44. Frances Hodgkins (1869 - 1947)
Moroccan Street Vendors (Moroccan Street Sellers) c. 1903
Watercolour
36.3 x 23.7 cm
Initialled F M H, by Isabel Field.
est. $20,000 - 30,000
Relative Size: Moroccan Street Vendors (Moroccan Street Sellers) c. 1903
Relative size

After Frances Hodgkins arrived in Morocco at the end of November 1902, accompanied by an elderly companion and chaperone, Mrs Ashington, she wrote a glowing account of her first impressions, hoping to tempt friend and fellow artist Dorothy Kate Richmond to join them. She described the marketplace, where '… anyone with anything to sell sits down & sells it.
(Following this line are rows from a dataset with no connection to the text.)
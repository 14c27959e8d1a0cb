//! Document paths
//!
//! A [`DocPath`] addresses a node by the chain of object keys leading to it.
//!
//! # Path Syntax
//!
//! [`DocPath::parse`] accepts dot-separated keys (`network.port`). Keys that
//! themselves contain dots can only be addressed by building the path from
//! segments with [`DocPath::new`] or [`DocPath::child`].
//!
//! # Examples
//!
//! ```
//! use cfgsync_document::DocPath;
//!
//! let path = DocPath::parse("network.port");
//! assert_eq!(path.segments(), ["network", "port"]);
//! assert_eq!(path.to_string(), "network.port");
//! ```

use std::fmt;

/// A chain of object keys from the document root to a node.
#[derive(Debug, Clone, PartialEq, Eq, Hash, Default)]
pub struct DocPath {
    segments: Vec<String>,
}

impl DocPath {
    /// The empty path, addressing the root object itself.
    pub fn root() -> Self {
        Self::default()
    }

    /// Build a path from explicit segments.
    pub fn new<I, S>(segments: I) -> Self
    where
        I: IntoIterator<Item = S>,
        S: Into<String>,
    {
        Self {
            segments: segments.into_iter().map(Into::into).collect(),
        }
    }

    /// Parse a dot-separated path. Empty segments are skipped.
    pub fn parse(path: &str) -> Self {
        Self {
            segments: path
                .split('.')
                .filter(|segment| !segment.is_empty())
                .map(str::to_string)
                .collect(),
        }
    }

    /// Extend this path by one key.
    pub fn child(&self, key: impl Into<String>) -> Self {
        let mut segments = self.segments.clone();
        segments.push(key.into());
        Self { segments }
    }

    pub fn segments(&self) -> &[String] {
        &self.segments
    }

    pub fn is_root(&self) -> bool {
        self.segments.is_empty()
    }

    /// Split into the final key and the path of its parent object.
    pub fn split_last(&self) -> Option<(&str, DocPath)> {
        let (last, parents) = self.segments.split_last()?;
        Some((
            last.as_str(),
            DocPath {
                segments: parents.to_vec(),
            },
        ))
    }

    /// The first `len` segments of this path.
    pub fn prefix(&self, len: usize) -> Self {
        Self {
            segments: self.segments[..len.min(self.segments.len())].to_vec(),
        }
    }
}

impl fmt::Display for DocPath {
    fn fmt(&self, f: &mut fmt::Formatter<'_>) -> fmt::Result {
        write!(f, "{}", self.segments.join("."))
    }
}

impl From<&str> for DocPath {
    fn from(s: &str) -> Self {
        Self::parse(s)
    }
}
There is a corner devoted to cobblers, dwellers in tents who seem to eke out a miserable existence patching each other's old shoes… I hope to get some pictures here if I have any luck.'

Although the Medina and the marketplace provided rich subject matter, eventually the two women were forced to retreat, taking the advice of British Orientalist painter Alfred East, who stressed they would get no peace from inquisitive locals unless they retreated to courtyards or doorways to work unhindered. In Moroccan Street Vendors the dark archway in the background acts as a foil to the vendors in the foreground, who appeared to have emptied the contents of a wooden bucket and earthenware vase onto the ochre-coloured sheet spread on the ground. With a few deft strokes, Hodgkins captures the hunched figures of the traders, rather than what they are selling, while in the background, a semi-reclining seller examines his wares, under the gaze of a prospective buyer.